Count up the lines below in which the string "warn" appears. The reply should be that number alone.

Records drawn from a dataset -

==========

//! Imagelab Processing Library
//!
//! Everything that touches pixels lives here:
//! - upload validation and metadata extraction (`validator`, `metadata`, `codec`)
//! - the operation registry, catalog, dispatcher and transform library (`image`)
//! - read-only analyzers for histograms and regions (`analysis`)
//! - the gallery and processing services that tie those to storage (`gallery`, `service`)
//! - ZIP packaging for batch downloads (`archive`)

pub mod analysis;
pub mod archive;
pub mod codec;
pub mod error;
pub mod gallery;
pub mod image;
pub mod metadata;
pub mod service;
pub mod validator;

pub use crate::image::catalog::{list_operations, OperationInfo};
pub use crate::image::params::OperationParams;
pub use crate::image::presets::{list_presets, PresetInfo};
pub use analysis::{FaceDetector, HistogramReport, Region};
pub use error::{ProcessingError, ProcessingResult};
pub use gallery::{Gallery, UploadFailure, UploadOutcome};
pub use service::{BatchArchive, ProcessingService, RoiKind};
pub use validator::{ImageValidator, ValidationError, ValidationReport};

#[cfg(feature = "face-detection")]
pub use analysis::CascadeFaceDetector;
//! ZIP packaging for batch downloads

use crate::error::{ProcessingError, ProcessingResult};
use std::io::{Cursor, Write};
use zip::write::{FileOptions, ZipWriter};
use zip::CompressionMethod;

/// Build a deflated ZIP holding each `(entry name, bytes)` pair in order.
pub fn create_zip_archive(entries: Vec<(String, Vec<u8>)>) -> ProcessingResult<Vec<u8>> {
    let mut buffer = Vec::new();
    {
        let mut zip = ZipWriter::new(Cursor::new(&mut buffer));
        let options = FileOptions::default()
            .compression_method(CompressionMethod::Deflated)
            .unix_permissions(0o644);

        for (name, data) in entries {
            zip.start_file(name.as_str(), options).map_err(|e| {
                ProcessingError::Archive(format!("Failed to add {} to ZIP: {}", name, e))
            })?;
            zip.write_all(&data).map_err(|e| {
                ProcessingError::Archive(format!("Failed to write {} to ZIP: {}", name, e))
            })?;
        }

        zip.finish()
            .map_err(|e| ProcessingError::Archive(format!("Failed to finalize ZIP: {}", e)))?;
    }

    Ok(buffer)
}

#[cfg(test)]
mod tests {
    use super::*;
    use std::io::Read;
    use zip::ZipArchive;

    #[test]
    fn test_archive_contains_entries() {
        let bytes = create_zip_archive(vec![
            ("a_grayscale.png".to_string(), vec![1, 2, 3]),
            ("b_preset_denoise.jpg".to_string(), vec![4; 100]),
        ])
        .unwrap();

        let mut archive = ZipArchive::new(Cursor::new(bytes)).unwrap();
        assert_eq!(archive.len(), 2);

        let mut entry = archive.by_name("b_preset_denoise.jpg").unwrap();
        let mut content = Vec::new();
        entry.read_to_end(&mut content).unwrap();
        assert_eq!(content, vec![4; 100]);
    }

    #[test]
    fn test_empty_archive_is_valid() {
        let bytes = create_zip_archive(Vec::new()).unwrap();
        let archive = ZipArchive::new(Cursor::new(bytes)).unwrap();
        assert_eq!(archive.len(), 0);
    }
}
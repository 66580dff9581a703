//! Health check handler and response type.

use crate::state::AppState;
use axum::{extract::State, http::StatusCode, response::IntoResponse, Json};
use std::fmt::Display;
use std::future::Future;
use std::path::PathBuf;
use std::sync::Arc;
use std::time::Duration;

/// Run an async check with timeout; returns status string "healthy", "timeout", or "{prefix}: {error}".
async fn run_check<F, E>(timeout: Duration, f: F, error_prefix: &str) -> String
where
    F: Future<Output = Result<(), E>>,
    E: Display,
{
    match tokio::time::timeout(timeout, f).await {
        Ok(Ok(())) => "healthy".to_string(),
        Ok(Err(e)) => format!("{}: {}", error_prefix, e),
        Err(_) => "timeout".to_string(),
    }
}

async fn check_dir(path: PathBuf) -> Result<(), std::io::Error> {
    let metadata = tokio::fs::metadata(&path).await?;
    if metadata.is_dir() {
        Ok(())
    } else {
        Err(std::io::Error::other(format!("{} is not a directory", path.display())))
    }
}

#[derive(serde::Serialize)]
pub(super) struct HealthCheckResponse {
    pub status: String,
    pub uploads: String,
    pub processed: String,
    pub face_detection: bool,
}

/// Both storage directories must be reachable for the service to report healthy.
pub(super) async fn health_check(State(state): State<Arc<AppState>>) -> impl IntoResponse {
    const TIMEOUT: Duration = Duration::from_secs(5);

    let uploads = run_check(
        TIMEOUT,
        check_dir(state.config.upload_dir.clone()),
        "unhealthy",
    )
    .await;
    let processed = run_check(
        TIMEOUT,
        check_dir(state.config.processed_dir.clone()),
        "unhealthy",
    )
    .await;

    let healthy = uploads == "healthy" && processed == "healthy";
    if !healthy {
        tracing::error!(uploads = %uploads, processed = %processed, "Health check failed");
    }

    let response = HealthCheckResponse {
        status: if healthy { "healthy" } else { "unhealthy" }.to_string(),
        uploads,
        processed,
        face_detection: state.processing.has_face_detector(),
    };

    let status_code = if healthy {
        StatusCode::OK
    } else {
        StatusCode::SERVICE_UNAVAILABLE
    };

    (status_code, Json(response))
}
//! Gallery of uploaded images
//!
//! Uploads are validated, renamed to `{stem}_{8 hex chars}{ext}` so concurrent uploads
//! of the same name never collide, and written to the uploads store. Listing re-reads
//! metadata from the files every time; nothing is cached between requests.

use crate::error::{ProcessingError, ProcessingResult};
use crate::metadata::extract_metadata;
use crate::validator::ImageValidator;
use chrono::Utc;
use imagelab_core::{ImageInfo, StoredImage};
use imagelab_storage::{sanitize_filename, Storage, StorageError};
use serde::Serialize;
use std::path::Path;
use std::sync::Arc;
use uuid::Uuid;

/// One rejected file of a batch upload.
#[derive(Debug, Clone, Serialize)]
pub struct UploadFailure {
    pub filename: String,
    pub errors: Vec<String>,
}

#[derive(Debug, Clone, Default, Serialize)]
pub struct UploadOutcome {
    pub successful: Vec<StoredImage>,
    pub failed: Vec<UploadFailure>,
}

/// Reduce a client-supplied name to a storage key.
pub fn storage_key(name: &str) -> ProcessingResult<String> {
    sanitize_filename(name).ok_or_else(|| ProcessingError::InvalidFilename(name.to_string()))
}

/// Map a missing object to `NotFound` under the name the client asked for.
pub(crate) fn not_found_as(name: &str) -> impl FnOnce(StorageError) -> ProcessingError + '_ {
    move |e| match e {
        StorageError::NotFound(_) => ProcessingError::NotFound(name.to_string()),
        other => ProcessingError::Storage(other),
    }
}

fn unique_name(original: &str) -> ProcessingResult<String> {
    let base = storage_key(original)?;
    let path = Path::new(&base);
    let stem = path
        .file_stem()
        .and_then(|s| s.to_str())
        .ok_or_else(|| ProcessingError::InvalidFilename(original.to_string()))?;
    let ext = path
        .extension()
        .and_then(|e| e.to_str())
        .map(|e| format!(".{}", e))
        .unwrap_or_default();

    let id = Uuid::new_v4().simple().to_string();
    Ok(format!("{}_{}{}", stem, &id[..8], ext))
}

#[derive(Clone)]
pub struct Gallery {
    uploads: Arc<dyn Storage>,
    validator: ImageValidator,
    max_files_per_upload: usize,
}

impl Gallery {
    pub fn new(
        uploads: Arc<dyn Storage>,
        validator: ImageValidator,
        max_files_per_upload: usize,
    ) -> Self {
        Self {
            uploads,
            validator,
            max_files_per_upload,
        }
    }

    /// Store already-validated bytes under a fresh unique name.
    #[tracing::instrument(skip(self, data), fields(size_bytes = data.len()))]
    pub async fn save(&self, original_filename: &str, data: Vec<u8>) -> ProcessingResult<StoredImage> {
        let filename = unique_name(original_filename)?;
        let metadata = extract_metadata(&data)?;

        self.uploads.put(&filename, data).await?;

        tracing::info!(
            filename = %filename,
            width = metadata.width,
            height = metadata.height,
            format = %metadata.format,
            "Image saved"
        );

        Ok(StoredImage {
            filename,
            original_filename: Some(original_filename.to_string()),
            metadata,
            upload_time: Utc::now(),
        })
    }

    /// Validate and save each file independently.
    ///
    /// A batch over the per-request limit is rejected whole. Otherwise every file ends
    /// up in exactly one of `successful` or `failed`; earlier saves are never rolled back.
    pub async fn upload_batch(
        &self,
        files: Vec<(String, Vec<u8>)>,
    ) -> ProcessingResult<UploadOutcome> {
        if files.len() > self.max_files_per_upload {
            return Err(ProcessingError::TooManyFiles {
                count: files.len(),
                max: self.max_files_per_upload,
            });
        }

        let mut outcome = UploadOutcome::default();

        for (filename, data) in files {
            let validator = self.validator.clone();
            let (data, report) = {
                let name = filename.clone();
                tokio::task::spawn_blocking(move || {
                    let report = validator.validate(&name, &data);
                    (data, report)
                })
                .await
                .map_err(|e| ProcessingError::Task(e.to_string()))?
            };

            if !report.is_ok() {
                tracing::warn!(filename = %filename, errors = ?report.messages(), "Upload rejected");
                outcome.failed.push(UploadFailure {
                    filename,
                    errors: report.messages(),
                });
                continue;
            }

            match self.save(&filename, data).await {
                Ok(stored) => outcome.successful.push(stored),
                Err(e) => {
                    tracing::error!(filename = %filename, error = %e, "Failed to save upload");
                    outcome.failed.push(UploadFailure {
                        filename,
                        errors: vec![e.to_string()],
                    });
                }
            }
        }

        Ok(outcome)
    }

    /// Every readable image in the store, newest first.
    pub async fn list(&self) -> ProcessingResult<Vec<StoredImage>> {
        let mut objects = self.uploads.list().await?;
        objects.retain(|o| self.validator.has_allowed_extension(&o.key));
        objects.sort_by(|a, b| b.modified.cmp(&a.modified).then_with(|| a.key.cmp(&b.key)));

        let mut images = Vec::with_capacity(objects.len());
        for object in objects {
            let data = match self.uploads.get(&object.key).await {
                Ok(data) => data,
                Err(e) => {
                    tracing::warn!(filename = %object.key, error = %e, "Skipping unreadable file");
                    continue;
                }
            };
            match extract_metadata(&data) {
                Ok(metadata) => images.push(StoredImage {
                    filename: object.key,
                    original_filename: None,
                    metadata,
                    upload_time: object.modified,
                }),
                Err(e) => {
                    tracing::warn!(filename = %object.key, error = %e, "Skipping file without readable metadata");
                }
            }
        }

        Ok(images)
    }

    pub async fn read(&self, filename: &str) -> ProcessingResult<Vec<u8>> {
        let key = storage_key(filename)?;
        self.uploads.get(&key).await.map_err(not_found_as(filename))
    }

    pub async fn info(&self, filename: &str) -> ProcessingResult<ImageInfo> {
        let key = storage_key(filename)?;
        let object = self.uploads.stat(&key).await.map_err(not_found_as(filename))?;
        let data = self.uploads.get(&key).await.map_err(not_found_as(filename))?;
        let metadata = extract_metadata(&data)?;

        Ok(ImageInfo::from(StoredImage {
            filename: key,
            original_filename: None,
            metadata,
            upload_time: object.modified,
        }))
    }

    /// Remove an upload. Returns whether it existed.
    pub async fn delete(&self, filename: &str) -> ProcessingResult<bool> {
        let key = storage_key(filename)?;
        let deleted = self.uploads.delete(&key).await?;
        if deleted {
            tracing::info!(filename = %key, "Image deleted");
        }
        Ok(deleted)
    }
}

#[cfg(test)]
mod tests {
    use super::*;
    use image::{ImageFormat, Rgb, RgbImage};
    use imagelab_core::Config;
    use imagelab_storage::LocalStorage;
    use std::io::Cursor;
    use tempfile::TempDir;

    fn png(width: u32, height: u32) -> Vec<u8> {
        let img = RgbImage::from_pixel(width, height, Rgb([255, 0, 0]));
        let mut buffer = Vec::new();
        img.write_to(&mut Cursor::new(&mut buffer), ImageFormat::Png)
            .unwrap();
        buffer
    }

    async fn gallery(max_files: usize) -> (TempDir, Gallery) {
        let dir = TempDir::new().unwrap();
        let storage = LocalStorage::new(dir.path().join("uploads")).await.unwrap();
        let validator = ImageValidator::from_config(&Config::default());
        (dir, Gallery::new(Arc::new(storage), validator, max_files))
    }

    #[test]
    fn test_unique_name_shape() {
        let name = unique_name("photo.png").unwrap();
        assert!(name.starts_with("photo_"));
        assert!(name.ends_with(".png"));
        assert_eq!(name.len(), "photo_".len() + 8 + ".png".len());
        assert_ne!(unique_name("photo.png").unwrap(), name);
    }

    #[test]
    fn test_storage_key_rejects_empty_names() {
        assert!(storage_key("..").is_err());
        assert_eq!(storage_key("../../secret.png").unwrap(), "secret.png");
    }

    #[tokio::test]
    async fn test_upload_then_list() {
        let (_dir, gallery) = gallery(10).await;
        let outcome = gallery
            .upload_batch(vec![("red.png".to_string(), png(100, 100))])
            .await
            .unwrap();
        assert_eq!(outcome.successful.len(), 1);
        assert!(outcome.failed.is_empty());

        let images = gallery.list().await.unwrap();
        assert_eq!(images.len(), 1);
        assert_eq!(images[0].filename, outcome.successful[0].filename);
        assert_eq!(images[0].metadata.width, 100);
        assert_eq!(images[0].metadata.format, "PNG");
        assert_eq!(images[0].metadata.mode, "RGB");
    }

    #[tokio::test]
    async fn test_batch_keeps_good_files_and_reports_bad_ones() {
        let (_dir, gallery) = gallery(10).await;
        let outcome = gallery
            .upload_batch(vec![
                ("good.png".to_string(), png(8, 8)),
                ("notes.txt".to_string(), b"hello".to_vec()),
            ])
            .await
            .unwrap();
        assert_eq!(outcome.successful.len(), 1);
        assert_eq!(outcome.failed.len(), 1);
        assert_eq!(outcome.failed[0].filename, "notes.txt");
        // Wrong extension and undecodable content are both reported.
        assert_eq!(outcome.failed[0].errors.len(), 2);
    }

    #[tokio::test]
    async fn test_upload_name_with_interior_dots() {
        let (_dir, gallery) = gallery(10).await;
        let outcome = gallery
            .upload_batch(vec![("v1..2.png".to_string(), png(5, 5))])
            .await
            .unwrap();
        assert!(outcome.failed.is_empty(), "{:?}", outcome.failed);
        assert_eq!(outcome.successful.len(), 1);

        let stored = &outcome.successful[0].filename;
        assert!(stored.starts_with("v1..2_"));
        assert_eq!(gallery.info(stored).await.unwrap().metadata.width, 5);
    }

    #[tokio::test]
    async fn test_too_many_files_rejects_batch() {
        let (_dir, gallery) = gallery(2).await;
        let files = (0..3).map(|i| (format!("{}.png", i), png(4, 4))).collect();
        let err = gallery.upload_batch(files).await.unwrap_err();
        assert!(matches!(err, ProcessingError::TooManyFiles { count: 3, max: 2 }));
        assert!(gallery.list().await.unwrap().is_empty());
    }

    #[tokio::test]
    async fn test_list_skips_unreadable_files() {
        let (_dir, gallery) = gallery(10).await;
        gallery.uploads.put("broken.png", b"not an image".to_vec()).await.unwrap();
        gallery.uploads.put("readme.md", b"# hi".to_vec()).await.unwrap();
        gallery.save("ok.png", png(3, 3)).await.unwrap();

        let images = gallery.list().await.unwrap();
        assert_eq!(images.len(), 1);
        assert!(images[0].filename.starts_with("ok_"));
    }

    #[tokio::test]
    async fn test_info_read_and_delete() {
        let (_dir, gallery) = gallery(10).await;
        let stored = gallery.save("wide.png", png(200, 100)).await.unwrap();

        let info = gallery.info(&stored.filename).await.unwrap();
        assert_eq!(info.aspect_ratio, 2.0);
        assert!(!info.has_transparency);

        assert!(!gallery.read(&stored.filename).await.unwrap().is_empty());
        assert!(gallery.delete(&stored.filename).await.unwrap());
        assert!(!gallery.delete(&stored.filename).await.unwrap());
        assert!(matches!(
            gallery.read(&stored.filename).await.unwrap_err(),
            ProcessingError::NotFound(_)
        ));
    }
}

==========

Task solution -
3